Thais Rally for Constitutional Change as Lawmakers Reject Most Amendments
2021.06.24
Bangkok
Thailand’s parliament voted late Thursday against amending the constitution to reduce the powers of the Senate, legal advocacy group iLaw said about one of the key demands for constitutional reform by pro-democracy protesters, hundreds of whom rallied in Bangkok earlier in the day.
Lawmakers approved only one constitutional change: a return to an electoral system in which voters cast separate ballots for a candidate and a political party. That clause, which was written into the 1997 constitution, is not in the 2017 constitution, which a military government drafted and remains in force today under Prime Minister Prayuth Chan-o-cha, the former junta leader.
The youth-led pro-democracy activists, who were marking the 89th anniversary of the end of absolute monarchical rule in Thailand, have been protesting since last July to demand Prayuth’s resignation, the removal of 250 military-appointed senators, and reforms to laws protecting the powerful monarchy.
None of these demands were approved in a late-night vote after the first of three readings of proposed amendments to the Constitution.
“The motion number 13 is the only proposal accepted,” Chuan Leekpai, the house speaker said in parliament during the proceedings that were telecast live, referring to a proposal by the Democrat Party, which is part of the ruling coalition.
iLaw, a group that opposes Prayuth’s government, said the proposal refers to a return to the election system framed under the 1997 constitution when voters cast two ballots – one for MPs and for political parties.
The proposal accepted was one of 13 from opposition and coalition parties. Proposed changes to the monarchy had already been ruled unconstitutional, on June 18, and were not part of the 13 that were voted on Thursday.
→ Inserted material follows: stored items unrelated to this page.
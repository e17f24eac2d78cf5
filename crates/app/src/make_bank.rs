//! Offline template bank builder.
//!
//! Scans a recordings directory laid out one subdirectory per vocabulary
//! word (`wavs/five/*.wav`), conditions each clip to the recognizer's input
//! format, trims it to the spoken region, and enrolls the result. The
//! output file is the same JSON bank the live console's save-bank writes.

use std::path::{Path, PathBuf};

use anyhow::{bail, Context, Result};
use hound::{SampleFormat, WavReader};
use tracing::{debug, info, warn};

use tempovox_audio::StreamResampler;
use tempovox_grammar::Token;
use tempovox_kws::{
    FeatureExtractor, TemplateBank, FRAME_SIZE_SAMPLES, HOP_SIZE_SAMPLES,
    MAX_TEMPLATES_PER_TOKEN, SAMPLE_RATE_HZ,
};

/// Energy gate floor for the trim pass, in raw sample units.
const TRIM_RMS_FLOOR: f32 = 200.0;

/// Frames of audio kept after the last voiced frame.
const TRIM_POSTROLL_FRAMES: usize = 8;

/// Clips with fewer voiced frames than this fall back to a center cut.
const TRIM_MIN_VOICED_FRAMES: usize = 6;

pub fn build_bank(wavs_dir: &Path, out_path: &Path) -> Result<()> {
    let mut bank = TemplateBank::new(MAX_TEMPLATES_PER_TOKEN);
    let mut extractor = FeatureExtractor::new();
    let mut unknown_dirs = Vec::new();

    let entries = std::fs::read_dir(wavs_dir)
        .with_context(|| format!("read recordings directory {}", wavs_dir.display()))?;
    let mut token_dirs: Vec<(Token, PathBuf)> = Vec::new();
    for entry in entries {
        let entry = entry?;
        if !entry.file_type()?.is_dir() {
            continue;
        }
        let dir_name = entry.file_name().to_string_lossy().to_lowercase();
        match Token::from_name(&dir_name) {
            Some(token) => token_dirs.push((token, entry.path())),
            None => {
                warn!(dir = %entry.path().display(), "not a vocabulary word, skipped");
                unknown_dirs.push(dir_name);
            }
        }
    }
    if token_dirs.is_empty() {
        bail!(
            "no vocabulary subdirectories under {} (expected e.g. {}/five/*.wav)",
            wavs_dir.display(),
            wavs_dir.display()
        );
    }
    token_dirs.sort_by_key(|(token, _)| token.id());

    for (token, dir) in &token_dirs {
        let mut clips: Vec<PathBuf> = std::fs::read_dir(dir)
            .with_context(|| format!("read {}", dir.display()))?
            .filter_map(|e| e.ok())
            .map(|e| e.path())
            .filter(|p| {
                p.extension()
                    .map(|ext| ext.eq_ignore_ascii_case("wav"))
                    .unwrap_or(false)
            })
            .collect();
        clips.sort();

        if clips.len() > MAX_TEMPLATES_PER_TOKEN {
            warn!(
                token = token.name(),
                clips = clips.len(),
                kept = MAX_TEMPLATES_PER_TOKEN,
                "extra recordings ignored"
            );
            clips.truncate(MAX_TEMPLATES_PER_TOKEN);
        }

        for clip in &clips {
            let samples = load_clip(clip)
                .with_context(|| format!("load {}", clip.display()))?;
            let trimmed = trim_to_speech(&samples);
            let features = extractor.extract(trimmed);
            if features.is_empty() {
                warn!(clip = %clip.display(), "clip too short after trimming, skipped");
                continue;
            }
            let frames = features.len();
            let slot = bank
                .enroll(*token, &features)
                .with_context(|| format!("enroll {}", clip.display()))?;
            info!(token = token.name(), clip = %clip.display(), slot, frames, "template enrolled");
        }
    }

    let covered = bank.enrolled_tokens();
    let missing: Vec<&str> = Token::ALL
        .iter()
        .filter(|t| bank.templates(**t).is_empty())
        .map(|t| t.name())
        .collect();
    if !missing.is_empty() {
        warn!(
            covered,
            missing = missing.len(),
            "vocabulary words without templates: {}",
            missing.join(", ")
        );
    }
    if !unknown_dirs.is_empty() {
        warn!("skipped non-vocabulary directories: {}", unknown_dirs.join(", "));
    }
    if bank.is_empty() {
        bail!("no usable recordings found under {}", wavs_dir.display());
    }

    bank.save(out_path)
        .with_context(|| format!("write bank {}", out_path.display()))?;
    info!(
        tokens = covered,
        templates = bank.total_templates(),
        path = %out_path.display(),
        "template bank written"
    );
    Ok(())
}

/// Reads a WAV clip, mixes it to mono, and resamples it to the analyzer
/// rate. Accepts any rate and channel count but only 16-bit PCM.
fn load_clip(path: &Path) -> Result<Vec<i16>> {
    let mut reader = WavReader::open(path)?;
    let spec = reader.spec();
    if spec.sample_format != SampleFormat::Int || spec.bits_per_sample != 16 {
        bail!(
            "only 16-bit PCM is supported, got {:?} {} bit",
            spec.sample_format,
            spec.bits_per_sample
        );
    }

    let interleaved: Vec<i16> = reader.samples::<i16>().collect::<Result<Vec<_>, _>>()?;
    let channels = spec.channels.max(1) as usize;
    let mono: Vec<i16> = if channels == 1 {
        interleaved
    } else {
        interleaved
            .chunks_exact(channels)
            .map(|frame| {
                let sum: i32 = frame.iter().map(|&s| s as i32).sum();
                (sum / channels as i32) as i16
            })
            .collect()
    };

    if spec.sample_rate == SAMPLE_RATE_HZ {
        return Ok(mono);
    }
    debug!(
        from = spec.sample_rate,
        to = SAMPLE_RATE_HZ,
        "resampling clip"
    );
    let mut resampler = StreamResampler::new(spec.sample_rate, SAMPLE_RATE_HZ);
    let mut out = resampler.process(&mono);
    // Flush the sinc tail with silence so short clips keep their ending.
    out.extend(resampler.process(&vec![0i16; 4096]));
    Ok(out)
}

/// Cuts a clip down to its spoken region on the analyzer's frame grid.
///
/// A frame is voiced when its RMS clears an adaptive gate and it has some
/// zero-crossing activity. Clips where the gate finds nothing usable get a
/// fixed window around the clip center instead of failing outright.
fn trim_to_speech(samples: &[i16]) -> &[i16] {
    let frame = FRAME_SIZE_SAMPLES;
    let hop = HOP_SIZE_SAMPLES;
    if samples.len() < frame {
        return samples;
    }

    let mut rms = Vec::new();
    let mut crossings = Vec::new();
    let mut start = 0;
    while start + frame <= samples.len() {
        let window = &samples[start..start + frame];
        let energy: f64 = window.iter().map(|&s| s as f64 * s as f64).sum();
        rms.push((energy / frame as f64).sqrt() as f32);
        crossings.push(
            window
                .windows(2)
                .filter(|pair| (pair[0] >= 0) != (pair[1] >= 0))
                .count(),
        );
        start += hop;
    }

    let mut sorted = rms.clone();
    sorted.sort_by(|a, b| a.total_cmp(b));
    let median = sorted[sorted.len() / 2];
    let gate = TRIM_RMS_FLOOR.max(0.6 * median);
    let min_crossings = frame / 250;

    let voiced: Vec<usize> = rms
        .iter()
        .zip(&crossings)
        .enumerate()
        .filter(|(_, (r, c))| **r > gate && **c > min_crossings)
        .map(|(i, _)| i)
        .collect();

    if voiced.len() < TRIM_MIN_VOICED_FRAMES {
        // 0.6 s window centered on the clip.
        let half = (SAMPLE_RATE_HZ as usize) * 3 / 10;
        let mid = samples.len() / 2;
        let lo = mid.saturating_sub(half);
        let hi = (mid + half).min(samples.len());
        return &samples[lo..hi];
    }

    let first = voiced[0];
    let last = voiced[voiced.len() - 1] + TRIM_POSTROLL_FRAMES;
    let lo = first * hop;
    let hi = (last * hop + frame).min(samples.len());
    &samples[lo..hi]
}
The proposed changes needed to be approved by 366 of 734 eligible voters – from both the lower house and senate – of which 84 had to be senators.
Chuan called for a committee to be set up to discuss a second reading of the proposed amendments within 15 days.
Another vote will be held after the third and final reading, following which any amendments approved by both houses would then have to be voted on by Thailand’s 51 million electorate in a referendum.
Earlier this week, lawmakers voted in favor of a bill allowing the three-step process that would lead to a referendum on constitutional amendments.
The approval came after a Constitutional Court ruled in March that parliament must take proposed changes to the Constitution for a vote before the people through a two-tiered referendum.
Navaporn Sunanlikanon, an academic at Chulalongkorn University, said she doubted that most of the proposed amendments would see the light of day.
“With the systemic mechanism of power retention of the Prayuth administration, I don’t see that the constitutional change would happen any time soon,” Navaporn Sunanlikanon, an academic at Chulalongkorn University, told BenarNews.
‘Senate’s power to select PM’
Like the protesters, opposition politicians were focused on changing the provisions that gives the Senate unprecedented authority to select the prime minister. The opposition also proposed the inclusion of a provision to outlaw military coups.
Prayuth first came to power after a coup he led in May 2014, when he was the army chief.
Nearly five years later, Thailand held its first post-coup general election. He was elected as prime minister by parliament in March 2019 and aided by the military-backed 2017 Constitution, which allowed the votes from the 250-member senate hand-picked by the junta to combine with the votes from the lower house.
As per the previous constitution, only the members of the lower house were eligible to select the prime minister from party-nominated candidates.
The 2017 Constitution’s provisions are intended to extend Prayuth’s tenure as PM, Rangsiman Rome of the Move Forward Party told parliament on Thursday.
“The top priority issue to be solved once and for all is the abolishing of the Senate’s power to select the prime minister,” Rangsiman said.
“These 250 senators are in fact the mechanism for the prolonging of the power for Gen. Prayuth Chan-o-cha.”
Chadej Insawang, one of those 250 junta-appointed senators, defended the power of the senate, saying it was acquired as part of the 2017 Constitution, which was approved via a referendum.
The protesters, of course, believe the 2017 Constitution further undermined democracy following Prayuth’s 2014 coup.
“I want to have a total rewrite of the military-sponsored Constitution because it is illegitimate [and accepted] through an opaque referendum,” Parit “Penguin” Chiwarak, a protest leader and one of the hundreds who rallied earlier on Thursday, told Benar News.
“I want a change to, or a fresh all-out rewrite of the Constitution, which belongs to the people.”
Another protest leader, Panupong Jadnok, said pro-democracy activists would continue to pressure Prayuth.
“This rally is a duty of the citizens. The Prayuth administration failed to solve the COVID problem. We have to pressure him,” Panupong, one of the activists who has been charged with royal defamation, told BenarNews.
“Three demands is not asking too much.”